Every Java application has a single instance of class Runtime that allows the application to interface with the environment in which the application is running. The current runtime can be obtained from the getRuntime method.
An application cannot create its own instance of this class.
Since: JDK1.0, CLDC 1.0 See Also:getRuntime()
Terminates the currently running Java application. This method never returns normally.
The argument serves as a status code; by convention, a nonzero status code indicates abnormal termination.
public long freeMemory()
Returns the amount of free memory in the system. Calling the gc method may result in increasing the value returned by freeMemory.
public void gc()
Runs the garbage collector.
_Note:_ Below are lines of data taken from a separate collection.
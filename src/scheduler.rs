//! Named repeating tasks.
//!
//! Each running task owns one background thread that sleeps on a channel
//! with `recv_timeout`: a timeout means "tick", a closed channel means
//! "stop". Stopping drops the sender and returns immediately; a tick that is
//! already executing finishes on its own.

use std::sync::mpsc::{self, RecvTimeoutError, Sender};
use std::thread;
use std::time::Duration;

use crate::logging;

/// A repeating task with an explicit start/stop lifecycle.
#[derive(Debug)]
pub struct ScheduledTask {
    name: &'static str,
    interval: Duration,
    stop_tx: Option<Sender<()>>,
}

impl ScheduledTask {
    pub fn new(name: &'static str, interval: Duration) -> Self {
        Self {
            name,
            interval,
            stop_tx: None,
        }
    }

    pub fn is_running(&self) -> bool {
        self.stop_tx.is_some()
    }

    /// Start ticking. With `immediate`, the first tick runs right away on
    /// the task thread; otherwise after one interval.
    ///
    /// Returns `false` (and does nothing) if the task is already running.
    /// The tick returns `false` to end the task from the inside.
    pub fn start<F>(&mut self, immediate: bool, mut tick: F) -> bool
    where
        F: FnMut() -> bool + Send + 'static,
    {
        if self.is_running() {
            return false;
        }

        let (stop_tx, stop_rx) = mpsc::channel::<()>();
        let name = self.name;
        let interval = self.interval;

        let spawned = thread::Builder::new()
            .name(format!("mapledash-{name}"))
            .spawn(move || {
                if immediate && !tick() {
                    return;
                }
                loop {
                    match stop_rx.recv_timeout(interval) {
                        Err(RecvTimeoutError::Timeout) => {
                            if !tick() {
                                break;
                            }
                        }
                        Ok(()) | Err(RecvTimeoutError::Disconnected) => break,
                    }
                }
                logging::debug(&format!("task {name} exited"));
            });

        match spawned {
            Ok(_) => {
                self.stop_tx = Some(stop_tx);
                logging::info(&format!(
                    "task {name} started (every {}s)",
                    interval.as_secs_f64()
                ));
                true
            }
            Err(e) => {
                logging::error(&format!("task {name} failed to start: {e}"));
                false
            }
        }
    }

    /// Stop the task. Stopping a task that is not running is a no-op.
    ///
    /// Returns whether a running task was stopped.
    pub fn stop(&mut self) -> bool {
        match self.stop_tx.take() {
            Some(_) => {
                logging::info(&format!("task {} stopped", self.name));
                true
            }
            None => false,
        }
    }
}

impl Drop for ScheduledTask {
    fn drop(&mut self) {
        self.stop();
    }
}

#[cfg(test)]
mod tests {
    use super::*;
    use std::sync::Arc;
    use std::sync::atomic::{AtomicUsize, Ordering};

    fn counter() -> (Arc<AtomicUsize>, impl FnMut() -> bool + Send + 'static) {
        let count = Arc::new(AtomicUsize::new(0));
        let inner = Arc::clone(&count);
        (count, move || {
            inner.fetch_add(1, Ordering::SeqCst);
            true
        })
    }

    #[test]
    fn ticks_until_stopped() {
        let (count, tick) = counter();
        let mut task = ScheduledTask::new("test", Duration::from_millis(10));
        assert!(task.start(false, tick));
        thread::sleep(Duration::from_millis(200));
        assert!(task.stop());
        let after_stop = count.load(Ordering::SeqCst);
        assert!(after_stop >= 2, "expected repeated ticks, got {after_stop}");

        thread::sleep(Duration::from_millis(100));
        // at most one tick may have been in flight while stopping
        assert!(count.load(Ordering::SeqCst) <= after_stop + 1);
    }

    #[test]
    fn start_is_a_no_op_while_running() {
        let (_, first) = counter();
        let (_, second) = counter();
        let mut task = ScheduledTask::new("test", Duration::from_secs(60));
        assert!(task.start(false, first));
        assert!(!task.start(false, second));
        assert!(task.is_running());
    }

    #[test]
    fn stop_is_idempotent() {
        let (_, tick) = counter();
        let mut task = ScheduledTask::new("test", Duration::from_secs(60));
        assert!(!task.stop());
        task.start(false, tick);
        assert!(task.stop());
        assert!(!task.stop());
        assert!(!task.is_running());
    }

    #[test]
    fn immediate_start_ticks_without_waiting() {
        let (count, tick) = counter();
        let mut task = ScheduledTask::new("test", Duration::from_secs(60));
        task.start(true, tick);
        let deadline = std::time::Instant::now() + Duration::from_secs(2);
        while count.load(Ordering::SeqCst) == 0 && std::time::Instant::now() < deadline {
            thread::sleep(Duration::from_millis(5));
        }
        assert_eq!(count.load(Ordering::SeqCst), 1);
    }

    #[test]
    fn tick_can_end_the_task() {
        let count = Arc::new(AtomicUsize::new(0));
        let inner = Arc::clone(&count);
        let mut task = ScheduledTask::new("test", Duration::from_millis(5));
        task.start(false, move || inner.fetch_add(1, Ordering::SeqCst) < 2);
        thread::sleep(Duration::from_millis(150));
        assert_eq!(count.load(Ordering::SeqCst), 3);
    }
}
Calling this method suggests that the Java Virtual Machine expend effort toward recycling unused objects in order to make the memory they currently occupy available for quick reuse. When control returns from the method call, the Java Virtual Machine has made its best effort to recycle all discarded objects.
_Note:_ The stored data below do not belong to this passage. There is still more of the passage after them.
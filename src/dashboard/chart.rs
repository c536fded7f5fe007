//! Usage-history chart model and its summary block.
//!
//! The chart itself is drawn by the surface (Chart.js in the web frontend,
//! a sparkline in the terminal). This module owns what they draw: short
//! date labels, the series, and the total/average/max/min/trend summary.
//! Every render replaces the previous chart wholesale.

use chrono::{DateTime, NaiveDate};
use serde::Serialize;

use super::one_decimal;
use crate::api::UsageHistory;

/// Direction of the series from first to last point.
#[derive(Debug, Clone, Copy, PartialEq, Eq, Serialize)]
#[serde(rename_all = "lowercase")]
pub enum Trend {
    Up,
    Down,
}

impl Trend {
    /// Up only when the last point is strictly above the first.
    pub fn of(first: f64, last: f64) -> Self {
        if last > first { Self::Up } else { Self::Down }
    }

    pub fn glyph(self) -> &'static str {
        match self {
            Self::Up => "📈",
            Self::Down => "📉",
        }
    }
}

/// Aggregates shown under the chart.
#[derive(Debug, Clone, PartialEq, Serialize)]
pub struct ChartSummary {
    pub total: f64,
    pub average: f64,
    pub max: f64,
    pub min: f64,
    pub trend: Trend,
}

impl ChartSummary {
    /// Summarize a series; `None` for an empty one.
    pub fn from_series(data: &[f64]) -> Option<Self> {
        let (&first, &last) = (data.first()?, data.last()?);
        let total: f64 = data.iter().sum();
        Some(Self {
            total,
            average: total / data.len() as f64,
            max: data.iter().copied().fold(f64::NEG_INFINITY, f64::max),
            min: data.iter().copied().fold(f64::INFINITY, f64::min),
            trend: Trend::of(first, last),
        })
    }

    /// Total as given, without a trailing `.0` for whole numbers.
    pub fn total_text(&self) -> String {
        self.total.to_string()
    }

    /// Average to exactly one decimal place.
    pub fn average_text(&self) -> String {
        one_decimal(self.average)
    }
}

/// One rendered chart instance.
#[derive(Debug, Clone, PartialEq, Serialize)]
pub struct UsageChart {
    /// Increases with every render; surfaces rebuild when it changes.
    pub revision: u64,
    pub labels: Vec<String>,
    pub data: Vec<f64>,
    pub summary: Option<ChartSummary>,
}

/// Holder of the current chart. Replacing drops the previous instance
/// together with its summary, so there is never more than one of each.
#[derive(Debug, Default, Clone, Serialize)]
pub struct ChartSlot {
    current: Option<UsageChart>,
    #[serde(skip)]
    renders: u64,
}

impl ChartSlot {
    /// Destroy the current chart (if any) and build a new one from `history`.
    pub fn replace(&mut self, history: &UsageHistory) -> &UsageChart {
        self.renders += 1;
        let chart = UsageChart {
            revision: self.renders,
            labels: history.labels.iter().map(|l| short_date_label(l)).collect(),
            data: history.data.clone(),
            summary: ChartSummary::from_series(&history.data),
        };
        self.current.insert(chart)
    }

    pub fn current(&self) -> Option<&UsageChart> {
        self.current.as_ref()
    }
}

/// Re-label a date as short month/day (`"2024-01-15"` → `"Jan 15"`).
///
/// Accepts plain dates and RFC 3339 timestamps; anything else is returned
/// unchanged.
pub fn short_date_label(raw: &str) -> String {
    let raw = raw.trim();
    let date = NaiveDate::parse_from_str(raw, "%Y-%m-%d")
        .ok()
        .or_else(|| DateTime::parse_from_rfc3339(raw).ok().map(|dt| dt.date_naive()));
    match date {
        Some(date) => date.format("%b %-d").to_string(),
        None => raw.to_string(),
    }
}

/// Render a series as a one-line block sparkline.
pub fn sparkline(data: &[f64]) -> String {
    const BARS: [char; 8] = ['▁', '▂', '▃', '▄', '▅', '▆', '▇', '█'];
    let Some(summary) = ChartSummary::from_series(data) else {
        return String::new();
    };
    let span = summary.max - summary.min;
    data.iter()
        .map(|v| {
            if span <= 0.0 {
                BARS[0]
            } else {
                let idx = ((v - summary.min) / span * (BARS.len() - 1) as f64).round() as usize;
                BARS[idx.min(BARS.len() - 1)]
            }
        })
        .collect()
}

#[cfg(test)]
mod tests {
    use super::*;

    fn history(labels: &[&str], data: &[f64]) -> UsageHistory {
        UsageHistory {
            labels: labels.iter().map(|s| s.to_string()).collect(),
            data: data.to_vec(),
        }
    }

    #[test]
    fn summary_of_typical_week() {
        let summary = ChartSummary::from_series(&[10.0, 20.0, 5.0, 40.0]).unwrap();
        assert_eq!(summary.total, 75.0);
        assert_eq!(summary.total_text(), "75");
        assert_eq!(summary.average_text(), "18.8");
        assert_eq!(summary.max, 40.0);
        assert_eq!(summary.min, 5.0);
        assert_eq!(summary.trend, Trend::Up);
    }

    #[test]
    fn ties_resolve_downward() {
        assert_eq!(Trend::of(5.0, 5.0), Trend::Down);
        assert_eq!(Trend::of(5.0, 4.0), Trend::Down);
        assert_eq!(Trend::of(5.0, 6.0), Trend::Up);
        let single = ChartSummary::from_series(&[3.0]).unwrap();
        assert_eq!(single.trend, Trend::Down);
        assert_eq!(single.trend.glyph(), "📉");
    }

    #[test]
    fn empty_series_has_no_summary() {
        assert!(ChartSummary::from_series(&[]).is_none());
        assert_eq!(sparkline(&[]), "");
    }

    #[test]
    fn average_is_one_decimal() {
        let summary = ChartSummary::from_series(&[1.0, 2.0]).unwrap();
        assert_eq!(summary.average_text(), "1.5");
        let summary = ChartSummary::from_series(&[1.0, 1.0, 2.0]).unwrap();
        assert_eq!(summary.average_text(), "1.3");
        let summary = ChartSummary::from_series(&[4.0]).unwrap();
        assert_eq!(summary.average_text(), "4.0");
        let mut series = vec![1.0; 19];
        series.push(4.0);
        let summary = ChartSummary::from_series(&series).unwrap();
        assert_eq!(summary.average_text(), "1.1");
    }

    #[test]
    fn short_labels() {
        assert_eq!(short_date_label("2024-01-15"), "Jan 15");
        assert_eq!(short_date_label("2024-12-05"), "Dec 5");
        assert_eq!(short_date_label("2024-03-09T10:00:00Z"), "Mar 9");
        assert_eq!(short_date_label("yesterday"), "yesterday");
    }

    #[test]
    fn replace_builds_a_fresh_instance() {
        let mut slot = ChartSlot::default();
        let first = slot
            .replace(&history(&["2024-01-01", "2024-01-02"], &[1.0, 2.0]))
            .revision;
        let second = slot.replace(&history(&["2024-01-03"], &[9.0])).clone();
        assert!(second.revision > first);
        assert_eq!(second.labels, vec!["Jan 3"]);
        assert_eq!(second.data, vec![9.0]);
        assert_eq!(slot.current().unwrap(), &second);
    }

    #[test]
    fn sparkline_spans_the_range() {
        assert_eq!(sparkline(&[0.0, 7.0]), "▁█");
        assert_eq!(sparkline(&[3.0, 3.0, 3.0]), "▁▁▁");
    }
}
The name gc stands for "garbage collector". The Java Virtual Machine performs this recycling process automatically as needed even if the gc method is not invoked explicitly.
The method System.gc() is the conventional and convenient means of invoking this method.
Returns the runtime object associated with the current Java application. Most of the methods of class Runtime are instance methods and must be invoked with respect to the current runtime object.
public long totalMemory()
Returns the total amount of memory in the Java Virtual Machine. The value returned by this method may vary over time, depending on the host environment.
Note that the amount of memory required to hold an object of any given type may be implementation-dependent.